I would like to convert malloc() to calloc(). I am confused about using calloc() in this example because it takes 2 arguments while malloc() only one. So it's correct with mine:

(byteBuffer)calloc(sizeof(byteBufferStruct), len + 1));

The example:

typedef struct byte_buf {
    size_t  len;
    uint8_t  *bytes;
} byteBufferStruct, *byteBuffer;


byteBuffer mallocByteBuffer(size_t len)
{
    byteBuffer retval;
    if((retval = (byteBuffer) malloc(sizeof(byteBufferStruct) + len + 1)) == NULL) return NULL;
    retval->len = len;
    retval->bytes = (uint8_t *) (retval + 1) ; /* just past the byteBuffer in malloc'ed space */
    return retval;
}

Answer 1

First: Both malloc() and calloc() return void *, which in C means you should not cast the return value.

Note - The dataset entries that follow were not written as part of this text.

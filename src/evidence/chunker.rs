//! Evidence preparation: whitespace normalization, truncation and title fallback.

use crate::evidence::fetcher::{FetchedContent, compact_ws, title_from_url};
use crate::retrieval::SourceTrustPolicy;
use crate::types::{EvidenceItem, SearchHit};

/// Default maximum number of evidence items per claim.
pub const DEFAULT_MAX_CHUNKS: usize = 5;

/// Default maximum evidence text length in characters.
pub const DEFAULT_MAX_LENGTH: usize = 400;

const ELLIPSIS: &str = "...";

/// Turns search hits into bounded evidence items.
#[derive(Debug, Clone)]
pub struct EvidenceChunker {
    max_chunks: usize,
    max_length: usize,
    policy: SourceTrustPolicy,
}

impl Default for EvidenceChunker {
    fn default() -> Self {
        Self::new(DEFAULT_MAX_CHUNKS, DEFAULT_MAX_LENGTH)
    }
}

impl EvidenceChunker {
    /// Create a chunker emitting at most `max_chunks` items of at most
    /// `max_length` characters (plus the truncation marker).
    #[must_use]
    pub fn new(max_chunks: usize, max_length: usize) -> Self {
        Self {
            max_chunks,
            max_length,
            policy: SourceTrustPolicy::disabled(),
        }
    }

    /// Classify items with `policy`.
    #[must_use]
    pub fn with_policy(mut self, policy: SourceTrustPolicy) -> Self {
        self.policy = policy;
        self
    }

    /// Maximum number of items emitted.
    #[must_use]
    pub const fn max_chunks(&self) -> usize {
        self.max_chunks
    }

    /// Maximum text length before truncation.
    #[must_use]
    pub const fn max_length(&self) -> usize {
        self.max_length
    }

    /// Prepare evidence from search hits alone.
    #[must_use]
    pub fn prepare(&self, hits: &[SearchHit]) -> Vec<EvidenceItem> {
        self.prepare_with_content(hits, &[])
    }

    /// Prepare evidence, preferring fetched page content over snippets.
    ///
    /// `fetched` is index-aligned with `hits` and may be shorter. Text falls
    /// back from fetched content to snippet to title; hits with none of these
    /// are skipped.
    #[must_use]
    pub fn prepare_with_content(
        &self,
        hits: &[SearchHit],
        fetched: &[Option<FetchedContent>],
    ) -> Vec<EvidenceItem> {
        let mut items = Vec::with_capacity(hits.len().min(self.max_chunks));

        for (index, hit) in hits.iter().enumerate() {
            if items.len() >= self.max_chunks {
                break;
            }
            let page = fetched.get(index).and_then(Option::as_ref);

            let mut title = compact_ws(&hit.title);
            if title.is_empty() {
                title = page
                    .and_then(|p| p.title.as_deref())
                    .map(compact_ws)
                    .unwrap_or_default();
            }

            let text = [
                page.map(|p| compact_ws(&p.content)).unwrap_or_default(),
                compact_ws(&hit.snippet),
                title.clone(),
            ]
            .into_iter()
            .find(|t| !t.is_empty());

            let Some(text) = text else {
                tracing::debug!(url = %hit.url, "Skipping search hit without text or title");
                continue;
            };

            if title.is_empty() && !hit.url.is_empty() {
                title = title_from_url(&hit.url);
            }

            let item = EvidenceItem::new(truncate_chars(&text, self.max_length), &hit.url, title);
            let trust = self.policy.classify(item.source_domain.as_deref());
            items.push(item.with_trust(trust));
        }

        items
    }
}

/// Truncate `text` to `max_chars` characters, appending `...` when cut.
#[must_use]
pub fn truncate_chars(text: &str, max_chars: usize) -> String {
    match text.char_indices().nth(max_chars) {
        Some((byte_index, _)) => format!("{}{ELLIPSIS}", &text[..byte_index]),
        None => text.to_string(),
    }
}

#[cfg(test)]
mod tests {
    use super::*;
    use crate::types::SourceTrust;

    fn hit(title: &str, url: &str, snippet: &str) -> SearchHit {
        SearchHit::new(title, url, snippet)
    }

    #[test]
    fn test_truncate_on_char_boundary() {
        assert_eq!(truncate_chars("Hà Nội", 2), "Hà...");
        assert_eq!(truncate_chars("short", 10), "short");
        assert_eq!(truncate_chars("exact", 5), "exact");
    }

    #[test]
    fn test_prepare_normalizes_and_truncates() {
        let chunker = EvidenceChunker::new(5, 10);
        let items = chunker.prepare(&[hit("T", "https://a.vn", "  một   hai\nba bốn năm sáu ")]);
        assert_eq!(items.len(), 1);
        assert_eq!(items[0].text, "một hai ba...");
        assert_eq!(items[0].source_domain.as_deref(), Some("a.vn"));
    }

    #[test]
    fn test_title_fallback_and_skip() {
        let chunker = EvidenceChunker::default();
        let items = chunker.prepare(&[
            hit("Only title", "https://a.vn", "   "),
            hit("", "https://b.vn", ""),
            hit("", "https://c.vn", "snippet"),
        ]);
        assert_eq!(items.len(), 2);
        assert_eq!(items[0].text, "Only title");
        assert_eq!(items[1].text, "snippet");
        assert_eq!(items[1].title, "c.vn");
    }

    #[test]
    fn test_max_chunks_bound() {
        let chunker = EvidenceChunker::new(2, 400);
        let hits: Vec<SearchHit> = (0..5)
            .map(|i| hit("t", &format!("https://{i}.vn"), "s"))
            .collect();
        assert_eq!(chunker.prepare(&hits).len(), 2);
    }

    #[test]
    fn test_fetched_content_preferred() {
        let chunker = EvidenceChunker::default();
        let fetched = vec![
            Some(FetchedContent::new(Some("Page".into()), "full   page text")),
            None,
        ];
        let items = chunker.prepare_with_content(
            &[hit("", "https://a.vn", "snippet a"), hit("B", "https://b.vn", "snippet b")],
            &fetched,
        );
        assert_eq!(items[0].text, "full page text");
        assert_eq!(items[0].title, "Page");
        assert_eq!(items[1].text, "snippet b");
    }

    #[test]
    fn test_trust_classification() {
        let chunker = EvidenceChunker::default().with_policy(SourceTrustPolicy::default());
        let items = chunker.prepare(&[
            hit("a", "https://vnexpress.net/x", "s"),
            hit("b", "https://www.facebook.com/x", "s"),
            hit("c", "https://blog.example.com", "s"),
        ]);
        assert_eq!(items[0].trust, SourceTrust::Trusted);
        assert_eq!(items[1].trust, SourceTrust::Untrusted);
        assert_eq!(items[2].trust, SourceTrust::Unknown);
    }
}
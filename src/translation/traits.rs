//! Trait definitions for translation.

use async_trait::async_trait;

use crate::error::TranslationError;

/// Per-item outcome of a batch translation.
pub type ItemResult = Result<String, TranslationError>;

/// Translates texts into the scoring language.
#[async_trait]
pub trait Translator: Send + Sync {
    /// Translate `texts` in one call.
    ///
    /// The outer error means the whole call failed. On success the output has
    /// one outcome per input, in input order; empty input yields empty output.
    async fn translate_batch(&self, texts: &[String]) -> Result<Vec<ItemResult>, TranslationError>;

    /// Human-readable translator name used in logs.
    fn name(&self) -> &str {
        "translator"
    }
}
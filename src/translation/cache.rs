//! Translation cache with TTL expiry and LRU eviction.
//!
//! [`CachedTranslator`] wraps any [`Translator`] and stores successful
//! translations per source text. Only cache misses are forwarded, as a single
//! batch in their original order. Failed items are never cached.

use std::collections::HashMap;
use std::sync::atomic::{AtomicU64, Ordering};
use std::sync::{PoisonError, RwLock};
use std::time::Duration;

use async_trait::async_trait;
use tokio::time::Instant;

use crate::error::TranslationError;
use crate::translation::traits::{ItemResult, Translator};

/// Configuration for the translation cache.
#[derive(Debug, Clone)]
pub struct TranslationCacheConfig {
    /// Maximum number of entries in the cache.
    pub max_entries: usize,
    /// How long an entry stays valid.
    pub ttl: Duration,
}

impl Default for TranslationCacheConfig {
    fn default() -> Self {
        Self {
            max_entries: 10_000,
            ttl: Duration::from_secs(3600),
        }
    }
}

impl TranslationCacheConfig {
    /// Create a new cache configuration.
    #[must_use]
    pub fn new(max_entries: usize, ttl: Duration) -> Self {
        Self { max_entries, ttl }
    }
}

/// Statistics for the translation cache.
#[derive(Debug, Clone, Default)]
pub struct CacheStats {
    /// Number of cache hits.
    pub hits: u64,
    /// Number of cache misses (including expired entries).
    pub misses: u64,
    /// Number of entries removed to make room or because they expired.
    pub evictions: u64,
    /// Current number of entries.
    pub entries: usize,
}

impl CacheStats {
    /// Calculate the hit rate as a percentage.
    #[must_use]
    pub fn hit_rate(&self) -> f64 {
        let total = self.hits + self.misses;
        if total == 0 {
            0.0
        } else {
            #[allow(clippy::cast_precision_loss)]
            {
                (self.hits as f64 / total as f64) * 100.0
            }
        }
    }
}

struct CacheEntry {
    translation: String,
    inserted_at: Instant,
    last_access: u64,
}

/// A caching wrapper for translators.
pub struct CachedTranslator<T: Translator> {
    inner: T,
    config: TranslationCacheConfig,
    cache: RwLock<HashMap<String, CacheEntry>>,
    access_counter: AtomicU64,
    hits: AtomicU64,
    misses: AtomicU64,
    evictions: AtomicU64,
}

impl<T: Translator> CachedTranslator<T> {
    /// Wrap `inner` with a cache.
    #[must_use]
    pub fn new(inner: T, config: TranslationCacheConfig) -> Self {
        Self {
            inner,
            config,
            cache: RwLock::new(HashMap::new()),
            access_counter: AtomicU64::new(0),
            hits: AtomicU64::new(0),
            misses: AtomicU64::new(0),
            evictions: AtomicU64::new(0),
        }
    }

    /// Wrap `inner` with the default cache configuration.
    #[must_use]
    pub fn with_defaults(inner: T) -> Self {
        Self::new(inner, TranslationCacheConfig::default())
    }

    /// The wrapped translator.
    #[must_use]
    pub fn inner(&self) -> &T {
        &self.inner
    }

    /// Current cache statistics.
    #[must_use]
    pub fn stats(&self) -> CacheStats {
        let entries = self
            .cache
            .read()
            .unwrap_or_else(PoisonError::into_inner)
            .len();
        CacheStats {
            hits: self.hits.load(Ordering::Relaxed),
            misses: self.misses.load(Ordering::Relaxed),
            evictions: self.evictions.load(Ordering::Relaxed),
            entries,
        }
    }

    /// Remove every entry.
    pub fn clear_cache(&self) {
        self.cache
            .write()
            .unwrap_or_else(PoisonError::into_inner)
            .clear();
    }

    fn get_cached(&self, text: &str, now: Instant) -> Option<String> {
        let mut cache = self.cache.write().unwrap_or_else(PoisonError::into_inner);
        match cache.get_mut(text) {
            Some(entry) if now.duration_since(entry.inserted_at) < self.config.ttl => {
                entry.last_access = self.access_counter.fetch_add(1, Ordering::Relaxed);
                self.hits.fetch_add(1, Ordering::Relaxed);
                Some(entry.translation.clone())
            }
            Some(_) => {
                cache.remove(text);
                self.evictions.fetch_add(1, Ordering::Relaxed);
                self.misses.fetch_add(1, Ordering::Relaxed);
                None
            }
            None => {
                self.misses.fetch_add(1, Ordering::Relaxed);
                None
            }
        }
    }

    fn insert_cached(&self, text: &str, translation: String, now: Instant) {
        if self.config.max_entries == 0 {
            return;
        }
        let mut cache = self.cache.write().unwrap_or_else(PoisonError::into_inner);

        if !cache.contains_key(text) && cache.len() >= self.config.max_entries {
            let ttl = self.config.ttl;
            let before = cache.len();
            cache.retain(|_, entry| now.duration_since(entry.inserted_at) < ttl);
            self.evictions
                .fetch_add((before - cache.len()) as u64, Ordering::Relaxed);
        }

        while !cache.contains_key(text) && cache.len() >= self.config.max_entries {
            let lru_key = cache
                .iter()
                .min_by_key(|(_, entry)| entry.last_access)
                .map(|(k, _)| k.clone());

            if let Some(key) = lru_key {
                cache.remove(&key);
                self.evictions.fetch_add(1, Ordering::Relaxed);
            } else {
                break;
            }
        }

        let access_time = self.access_counter.fetch_add(1, Ordering::Relaxed);
        cache.insert(
            text.to_string(),
            CacheEntry {
                translation,
                inserted_at: now,
                last_access: access_time,
            },
        );
    }
}

#[async_trait]
impl<T: Translator> Translator for CachedTranslator<T> {
    async fn translate_batch(&self, texts: &[String]) -> Result<Vec<ItemResult>, TranslationError> {
        let now = Instant::now();
        let mut results: Vec<Option<ItemResult>> = vec![None; texts.len()];
        let mut uncached_indices = Vec::new();
        let mut uncached_texts = Vec::new();

        for (i, text) in texts.iter().enumerate() {
            if let Some(translation) = self.get_cached(text, now) {
                results[i] = Some(Ok(translation));
            } else {
                uncached_indices.push(i);
                uncached_texts.push(text.clone());
            }
        }

        if !uncached_texts.is_empty() {
            let translated = self.inner.translate_batch(&uncached_texts).await?;
            if translated.len() != uncached_texts.len() {
                return Err(TranslationError::Malformed(format!(
                    "expected {} translations, got {}",
                    uncached_texts.len(),
                    translated.len()
                )));
            }

            let now = Instant::now();
            for (i, outcome) in uncached_indices.into_iter().zip(translated) {
                if let Ok(translation) = &outcome {
                    if !translation.trim().is_empty() {
                        self.insert_cached(&texts[i], translation.clone(), now);
                    }
                }
                results[i] = Some(outcome);
            }
        }

        tracing::debug!(
            total = texts.len(),
            hits = self.hits.load(Ordering::Relaxed),
            "Translation cache lookup"
        );

        Ok(results
            .into_iter()
            .enumerate()
            .map(|(i, r)| r.unwrap_or(Err(TranslationError::MissingItem(i))))
            .collect())
    }

    fn name(&self) -> &str {
        self.inner.name()
    }
}

#[cfg(test)]
mod tests {
    use super::*;
    use crate::translation::MockTranslator;

    fn texts(items: &[&str]) -> Vec<String> {
        items.iter().map(ToString::to_string).collect()
    }

    #[tokio::test]
    async fn test_cache_hit() {
        let cached = CachedTranslator::with_defaults(MockTranslator::new());

        let first = cached.translate_batch(&texts(&["xin chào"])).await.unwrap();
        assert_eq!(cached.stats().misses, 1);

        let second = cached.translate_batch(&texts(&["xin chào"])).await.unwrap();
        assert_eq!(cached.stats().hits, 1);
        assert_eq!(first[0].as_deref().ok(), second[0].as_deref().ok());
        // The second call was fully served from the cache.
        assert_eq!(cached.inner().call_count(), 1);
    }

    #[tokio::test]
    async fn test_only_misses_forwarded_in_order() {
        let cached = CachedTranslator::with_defaults(MockTranslator::new());
        cached.translate_batch(&texts(&["b"])).await.unwrap();

        let out = cached.translate_batch(&texts(&["a", "b", "c"])).await.unwrap();
        let out: Vec<String> = out.into_iter().map(Result::unwrap).collect();
        assert_eq!(out, vec!["a_en", "b_en", "c_en"]);
        assert_eq!(cached.inner().texts_seen(), 3);
    }

    #[tokio::test]
    async fn test_failed_items_not_cached() {
        let cached = CachedTranslator::with_defaults(MockTranslator::new().failing_on("bad"));
        let out = cached.translate_batch(&texts(&["bad", "good"])).await.unwrap();
        assert!(out[0].is_err());
        assert_eq!(cached.stats().entries, 1);

        cached.translate_batch(&texts(&["bad"])).await.unwrap();
        assert_eq!(cached.inner().call_count(), 2);
    }

    #[tokio::test]
    async fn test_whole_call_failure_propagates() {
        let cached = CachedTranslator::with_defaults(MockTranslator::new().failing());
        assert!(cached.translate_batch(&texts(&["x"])).await.is_err());
        assert_eq!(cached.stats().entries, 0);
    }

    #[tokio::test(start_paused = true)]
    async fn test_ttl_expiry() {
        let config = TranslationCacheConfig::new(10, Duration::from_secs(60));
        let cached = CachedTranslator::new(MockTranslator::new(), config);

        cached.translate_batch(&texts(&["x"])).await.unwrap();
        tokio::time::advance(Duration::from_secs(61)).await;
        cached.translate_batch(&texts(&["x"])).await.unwrap();

        assert_eq!(cached.inner().call_count(), 2);
        assert_eq!(cached.stats().evictions, 1);
    }

    #[tokio::test]
    async fn test_lru_eviction() {
        let config = TranslationCacheConfig::new(2, Duration::from_secs(3600));
        let cached = CachedTranslator::new(MockTranslator::new(), config);

        cached.translate_batch(&texts(&["1"])).await.unwrap();
        cached.translate_batch(&texts(&["2"])).await.unwrap();
        // Touch "1" so "2" becomes least recently used.
        cached.translate_batch(&texts(&["1"])).await.unwrap();
        cached.translate_batch(&texts(&["3"])).await.unwrap();

        let stats = cached.stats();
        assert_eq!(stats.entries, 2);
        assert_eq!(stats.evictions, 1);

        let calls = cached.inner().call_count();
        cached.translate_batch(&texts(&["1"])).await.unwrap();
        assert_eq!(cached.inner().call_count(), calls);
    }

    #[tokio::test]
    async fn test_clear_cache() {
        let cached = CachedTranslator::with_defaults(MockTranslator::new());
        cached.translate_batch(&texts(&["a", "b"])).await.unwrap();
        assert_eq!(cached.stats().entries, 2);
        cached.clear_cache();
        assert_eq!(cached.stats().entries, 0);
    }

    #[test]
    fn test_hit_rate() {
        let stats = CacheStats {
            hits: 3,
            misses: 1,
            ..CacheStats::default()
        };
        assert!((stats.hit_rate() - 75.0).abs() < f64::EPSILON);
    }
}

Comparing the signatures of the functions, we have:

• void * malloc(size_t size);
• void * calloc(size_t nmemb, size_t size);

Basically, the argument to malloc() is the product of the arguments to calloc().

You can convert by just setting one of them to 1:

void * malloc_to_calloc(size_t size)
{
   return calloc(1, size);
}

Since the nmemb (number of members) to calloc() doesn't affect the actual structure of the memory in any way, this is safe.

Now we can use this to implement your allocation function (for clarity):

byteBuffer mallocByteBuffer(size_t len)
{
  byteBuffer b = malloc_to_calloc(len + 1 + sizeof *b);
  if(b != NULL)
  {
    b->len = len;
    b->bytes = (uint8_t *) (b + 1);
  }
  return b;
}

Note that sizeof is not a function. Also note the glaring asymmetry of asterisks that you get when you typedef away the asterisk. I don't recommend ever doing that.

Answer 2

Instead of doing

if((retval = (byteBuffer) malloc(sizeof(byteBufferStruct) + len + 1)) == NULL) return NULL;

do

if (NULL == (retval = calloc(1, sizeof(byteBufferStruct) + len + 1))) 
  return NULL;